Patients received a study questionnaire, which contained the NCSI and SF-36. Pearson correlation coefficients between subdomains of the instruments were calculated. The response rate was 94% (309 out of 330 eligible patients). Intercorrelations between subdomains of the NCSI were generally lower than of the SF-36. Four subdomains of the NCSI showed conceptual similarity (Pearson’s r ≥ .70) with one or more subdomains of the SF-36 and vice versa. Subdomains that showed no conceptual similarity were NCSI Subjective Pulmonary Symptoms, Subjective Impairment, Dyspnoea Emotions and Satisfaction Relations, and SF-36 Social functioning, Bodily Pain, Role Physical and Role Emotional.
Our results show that either the NCSI or SF-36 can be used to measure health status in Q-fever patients. When the aim is to obtain a detailed overview of the patients’ health, a combination of the two instruments, consisting of the complete NCSI and the four unique subdomains of the SF-36, is preferred.

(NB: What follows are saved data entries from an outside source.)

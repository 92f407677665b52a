// SPDX-License-Identifier: MIT
// Copyright 2026 Roland Dreier <roland@rolandd.dev>

//! Middleware modules.

pub mod auth;

pub use auth::require_password;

Keywords:Q-fever; Coxiella burnetii; Health status; Quality of life
Q-fever is a zoonotic illness caused by the intracellular bacterium Coxiella burnetii. The disease was relatively uncommon in the Netherlands until 2007 and only known as an occupational illness, mainly affecting farmers, veterinarians and laboratory workers. Between 2007 and 2011, the Netherlands experienced the largest Q-fever outbreak ever reported (a total of 4108 acute notified Q-fever patients) . Approximately 40% of all persons infected with Q-fever develop symptoms such as fever, pneumonia and hepatitis [2,3], but there remains a poor description of disease progression. We have established a detailed prospective cohort study to assesses the short- and long-term clinical progression of Q-fever over time .
Several studies have shown that a relatively large group of patients suffer from persistent fatigue and long-lasting symptoms after acute Q-fever [5-11]. Of seven published studies, two in the Netherlands used the Nijmegen Clinical Screening Instrument (NCSI) [10,11], one in Canada used the Short Form 36 (SF-36)  and the remaining studies used other instruments to measure health status of Q-fever patients. In the Netherlands, studies that focused on the long-term effects on health status have shown that around 50% of patients suffered from severe fatigue at least one year after onset of illness [10,11].
Patients with Q-fever experience not only severe fatigue but also many other health problems, such as dyspnoea, anxiety and frustration with dyspnoea, functional impairments in daily life, and an impaired quality of life [10,11]. This means that in order to understand the apparent complexity of the health status problems of patients with Q-fever, an instrument that provides a detailed picture of many different aspects of patients’ health status is required.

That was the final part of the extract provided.